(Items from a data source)
· · · · · · ·
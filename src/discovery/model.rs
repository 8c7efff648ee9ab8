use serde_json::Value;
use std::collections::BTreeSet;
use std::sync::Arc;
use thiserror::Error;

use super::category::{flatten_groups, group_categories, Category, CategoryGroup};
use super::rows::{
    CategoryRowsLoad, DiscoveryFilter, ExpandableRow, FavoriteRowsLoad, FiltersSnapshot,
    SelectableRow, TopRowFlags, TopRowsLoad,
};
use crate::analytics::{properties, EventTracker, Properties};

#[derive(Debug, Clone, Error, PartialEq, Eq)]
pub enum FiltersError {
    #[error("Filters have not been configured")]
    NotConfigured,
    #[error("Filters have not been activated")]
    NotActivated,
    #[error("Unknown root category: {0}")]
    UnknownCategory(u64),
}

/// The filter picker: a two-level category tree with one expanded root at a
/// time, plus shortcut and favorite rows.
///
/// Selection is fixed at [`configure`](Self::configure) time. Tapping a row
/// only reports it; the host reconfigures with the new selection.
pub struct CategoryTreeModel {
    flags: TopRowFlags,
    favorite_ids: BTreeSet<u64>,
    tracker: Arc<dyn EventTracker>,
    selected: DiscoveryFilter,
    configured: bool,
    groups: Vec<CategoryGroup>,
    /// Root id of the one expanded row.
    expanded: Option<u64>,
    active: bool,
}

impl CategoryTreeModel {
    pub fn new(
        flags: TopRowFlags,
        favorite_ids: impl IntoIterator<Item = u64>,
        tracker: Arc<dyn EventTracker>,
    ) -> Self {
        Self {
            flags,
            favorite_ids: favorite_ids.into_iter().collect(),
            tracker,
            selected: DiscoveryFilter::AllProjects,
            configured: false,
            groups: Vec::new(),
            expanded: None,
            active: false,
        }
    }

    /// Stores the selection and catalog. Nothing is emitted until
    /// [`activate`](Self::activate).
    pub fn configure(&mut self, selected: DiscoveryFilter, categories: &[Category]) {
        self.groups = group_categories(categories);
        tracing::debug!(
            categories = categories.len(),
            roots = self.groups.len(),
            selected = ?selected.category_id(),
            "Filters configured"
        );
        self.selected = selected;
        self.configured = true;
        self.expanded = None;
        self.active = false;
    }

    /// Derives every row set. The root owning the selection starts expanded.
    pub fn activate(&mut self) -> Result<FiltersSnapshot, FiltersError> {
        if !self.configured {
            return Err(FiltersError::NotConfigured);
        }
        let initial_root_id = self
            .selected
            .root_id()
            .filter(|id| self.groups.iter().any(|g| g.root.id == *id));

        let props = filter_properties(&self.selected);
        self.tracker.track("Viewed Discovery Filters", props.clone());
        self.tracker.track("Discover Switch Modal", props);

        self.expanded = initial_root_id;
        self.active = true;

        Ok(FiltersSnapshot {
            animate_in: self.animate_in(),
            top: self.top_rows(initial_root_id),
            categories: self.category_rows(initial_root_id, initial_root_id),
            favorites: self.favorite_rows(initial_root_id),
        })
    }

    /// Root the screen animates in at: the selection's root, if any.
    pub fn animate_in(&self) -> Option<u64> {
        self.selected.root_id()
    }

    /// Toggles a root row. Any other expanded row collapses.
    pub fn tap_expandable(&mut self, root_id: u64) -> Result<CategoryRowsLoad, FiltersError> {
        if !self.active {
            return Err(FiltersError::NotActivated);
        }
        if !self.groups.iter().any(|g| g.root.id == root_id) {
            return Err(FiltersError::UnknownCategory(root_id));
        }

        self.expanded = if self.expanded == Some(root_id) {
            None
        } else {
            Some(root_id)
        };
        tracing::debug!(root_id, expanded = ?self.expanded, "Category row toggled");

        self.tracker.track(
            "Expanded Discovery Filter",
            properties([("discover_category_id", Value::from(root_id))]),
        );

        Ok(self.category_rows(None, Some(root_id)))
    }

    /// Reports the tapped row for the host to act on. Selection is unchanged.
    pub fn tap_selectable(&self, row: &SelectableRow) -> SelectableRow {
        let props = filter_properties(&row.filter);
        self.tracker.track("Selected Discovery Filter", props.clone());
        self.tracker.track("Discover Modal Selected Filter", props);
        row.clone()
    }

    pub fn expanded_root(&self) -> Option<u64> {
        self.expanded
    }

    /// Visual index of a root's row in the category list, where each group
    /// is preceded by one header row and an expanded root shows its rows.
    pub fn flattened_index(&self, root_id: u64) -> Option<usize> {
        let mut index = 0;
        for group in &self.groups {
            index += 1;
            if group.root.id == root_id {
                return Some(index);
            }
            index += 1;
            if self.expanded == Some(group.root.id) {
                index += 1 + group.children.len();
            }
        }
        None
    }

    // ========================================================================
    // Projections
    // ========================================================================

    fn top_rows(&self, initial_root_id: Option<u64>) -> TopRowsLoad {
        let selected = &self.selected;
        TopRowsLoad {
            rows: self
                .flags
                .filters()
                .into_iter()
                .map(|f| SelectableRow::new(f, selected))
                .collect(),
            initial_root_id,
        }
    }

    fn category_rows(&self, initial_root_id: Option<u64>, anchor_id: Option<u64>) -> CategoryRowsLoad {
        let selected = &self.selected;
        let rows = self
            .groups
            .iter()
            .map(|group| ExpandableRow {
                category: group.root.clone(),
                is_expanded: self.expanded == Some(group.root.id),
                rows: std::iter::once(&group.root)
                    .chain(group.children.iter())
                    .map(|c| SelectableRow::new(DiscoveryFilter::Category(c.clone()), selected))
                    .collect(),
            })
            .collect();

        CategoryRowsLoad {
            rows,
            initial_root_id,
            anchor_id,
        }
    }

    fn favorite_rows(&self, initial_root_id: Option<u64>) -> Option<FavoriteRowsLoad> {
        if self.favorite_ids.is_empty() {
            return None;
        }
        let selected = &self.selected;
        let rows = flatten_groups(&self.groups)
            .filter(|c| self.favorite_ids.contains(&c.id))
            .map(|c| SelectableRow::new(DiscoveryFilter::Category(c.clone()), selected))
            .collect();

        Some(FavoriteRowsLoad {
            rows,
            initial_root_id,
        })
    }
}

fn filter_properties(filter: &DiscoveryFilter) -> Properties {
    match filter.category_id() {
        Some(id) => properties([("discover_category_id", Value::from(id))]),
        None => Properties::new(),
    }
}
· · · · · · ·
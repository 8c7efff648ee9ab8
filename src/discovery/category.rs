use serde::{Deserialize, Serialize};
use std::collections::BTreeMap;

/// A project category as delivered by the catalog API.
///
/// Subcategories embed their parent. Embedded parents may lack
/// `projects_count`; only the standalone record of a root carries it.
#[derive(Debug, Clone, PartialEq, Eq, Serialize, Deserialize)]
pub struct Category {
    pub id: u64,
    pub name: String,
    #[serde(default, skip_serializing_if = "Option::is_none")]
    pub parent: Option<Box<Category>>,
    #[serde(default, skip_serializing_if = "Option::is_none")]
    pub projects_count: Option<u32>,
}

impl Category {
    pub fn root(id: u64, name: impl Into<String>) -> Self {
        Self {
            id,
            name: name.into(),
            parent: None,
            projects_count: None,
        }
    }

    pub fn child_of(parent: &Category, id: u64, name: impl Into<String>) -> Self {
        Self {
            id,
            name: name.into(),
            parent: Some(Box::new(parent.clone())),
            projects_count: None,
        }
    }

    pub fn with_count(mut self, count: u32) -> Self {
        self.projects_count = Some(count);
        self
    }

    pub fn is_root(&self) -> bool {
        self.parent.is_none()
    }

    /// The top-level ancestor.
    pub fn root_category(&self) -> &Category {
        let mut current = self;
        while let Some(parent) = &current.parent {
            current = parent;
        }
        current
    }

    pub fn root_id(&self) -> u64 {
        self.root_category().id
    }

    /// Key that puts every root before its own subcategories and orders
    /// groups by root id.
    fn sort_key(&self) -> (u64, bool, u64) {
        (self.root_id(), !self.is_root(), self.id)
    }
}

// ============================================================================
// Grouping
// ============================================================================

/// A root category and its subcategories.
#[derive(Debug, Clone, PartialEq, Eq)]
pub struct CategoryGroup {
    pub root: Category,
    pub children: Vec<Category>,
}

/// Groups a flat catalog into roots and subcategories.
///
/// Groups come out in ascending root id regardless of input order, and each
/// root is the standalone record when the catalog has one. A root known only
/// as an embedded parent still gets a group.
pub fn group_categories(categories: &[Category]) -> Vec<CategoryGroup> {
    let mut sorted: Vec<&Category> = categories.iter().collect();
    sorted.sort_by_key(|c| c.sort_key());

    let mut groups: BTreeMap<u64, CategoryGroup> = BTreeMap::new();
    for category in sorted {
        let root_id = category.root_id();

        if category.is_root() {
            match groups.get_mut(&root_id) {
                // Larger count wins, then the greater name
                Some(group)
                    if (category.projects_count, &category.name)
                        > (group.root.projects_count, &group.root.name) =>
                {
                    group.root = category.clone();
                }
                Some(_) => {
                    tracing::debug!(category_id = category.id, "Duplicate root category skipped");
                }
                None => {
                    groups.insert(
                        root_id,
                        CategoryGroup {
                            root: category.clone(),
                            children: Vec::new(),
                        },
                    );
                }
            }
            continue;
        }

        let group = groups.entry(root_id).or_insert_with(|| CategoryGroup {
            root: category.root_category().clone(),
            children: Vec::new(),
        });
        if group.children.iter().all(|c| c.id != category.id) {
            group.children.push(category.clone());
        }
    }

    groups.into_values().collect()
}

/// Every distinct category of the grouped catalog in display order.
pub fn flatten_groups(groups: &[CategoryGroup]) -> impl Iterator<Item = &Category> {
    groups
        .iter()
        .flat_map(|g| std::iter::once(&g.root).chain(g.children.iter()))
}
· · · · · · ·
* TASK DIRECTIONS *
What is needed is every line of the records that contains the word "false".

* OUTPUT OF THE EXERCISE *
            configured: false,
            active: false,
        self.active = false;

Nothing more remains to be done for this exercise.